Matilda May "Tillie" Forney (May 17, 1862 - June 25, 1922) was an author and journalist.

Early life
Matilda May "Tillie" Forney was born in Washington, D. C., on May 17, 1862. She was the youngest child of the eminent journalist, Colonel John Weiss Forney (1817-1881), founder and editor of the Philadelphia Press, a man who wielded an acknowledged great political and social influence. His daughter, having inherited many of her distinguished father's tastes and ambitions, became his almost constant companion after leaving Miss Carr's celebrated academy on the Old York Road, Pennsylvania. 

She was raised in a home of luxury, the Forney library was one of the finest in Philadelphia. Her mother,  Elizabeth Matilda Reitzel (1820-1897), was an accomplished lady of the old school, and she and her daughter were both social favorites.

Career
Tillie May Forney wrote for publication from early girlhood, and she then took up the task systematically and wrote regularly for prominent journals, besides acting frequently as her father's amanuensis, both in this country and in Europe. Under his experienced eye she received careful training for the work she preferred above all others. 

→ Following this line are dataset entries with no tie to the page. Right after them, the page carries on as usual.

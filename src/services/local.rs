//! Services backed by a `KeyValueStore`, seeded with demo data on first use.
//!
//! Each collection lives under its own key as a JSON array, with a sibling
//! `next*Id` counter. Mutations hold a write lock for their whole
//! read-modify-write cycle.

use async_trait::async_trait;
use chrono::{DateTime, Utc};
use serde::{Deserialize, Serialize};
use std::sync::Arc;
use std::time::Duration;
use tokio::sync::Mutex;
use uuid::Uuid;

use super::error::{ServiceError, ServiceResult};
use super::store::{get_json, set_json, KeyValueStore, Session};
use super::{TenderService, UserService};
use crate::api::format::subscriptions_with_tenders;
use crate::auth::{ensure_self_or_admin, hash_password, verify_password, Actor};
use crate::filter::{Filter, QueryMode, TenderQuery};
use crate::models::{
    AuthenticatedUser, ChangePasswordRequest, Profile, ProfileUpdate, RegisterRequest, SubscribedTender,
    Subscription, Tender, TenderInput, MIN_PASSWORD_LENGTH,
};
use crate::seed::{demo_tenders, DEMO_USERS};
use crate::types::Role;

const TENDERS_KEY: &str = "tenders";
const NEXT_TENDER_ID_KEY: &str = "nextTenderId";
const SUBSCRIPTIONS_KEY: &str = "subscriptions";
const NEXT_SUBSCRIPTION_ID_KEY: &str = "nextSubscriptionId";
const USERS_KEY: &str = "users";
const NEXT_USER_ID_KEY: &str = "nextUserId";

/// Owner of the seeded tenders (the demo admin, first seeded user)
const SEED_OWNER_ID: i32 = 1;

/// Account record as kept in the local store
#[derive(Debug, Clone, Serialize, Deserialize)]
#[serde(rename_all = "camelCase")]
pub struct LocalUser {
    pub id: i32,
    pub email: String,
    pub password_hash: String,
    pub full_name: String,
    pub role: Role,
    pub created_at: DateTime<Utc>,
}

No accomplishment suitable to her sex was neglected in her education. She possesses a voice of unusual range and sweetness, and at that period it was her teacher's wish that all her interest should be centered on her musical talent, but it seemed impossible for her to drop her pen. She grows fonder of her literary duties every year, and was a constant contributor to New York, Philadelphia and western dailies, besides writing regularly for several well-known magazines. 

Together with her brother, John W. Forney, Jr., Forney published The Progress. She was the editor of Table Talk.

Personal life
Tillie May Forney resided with her widowed mother in the old family residence, on 618 Locust Street, Washington Square (Philadelphia). 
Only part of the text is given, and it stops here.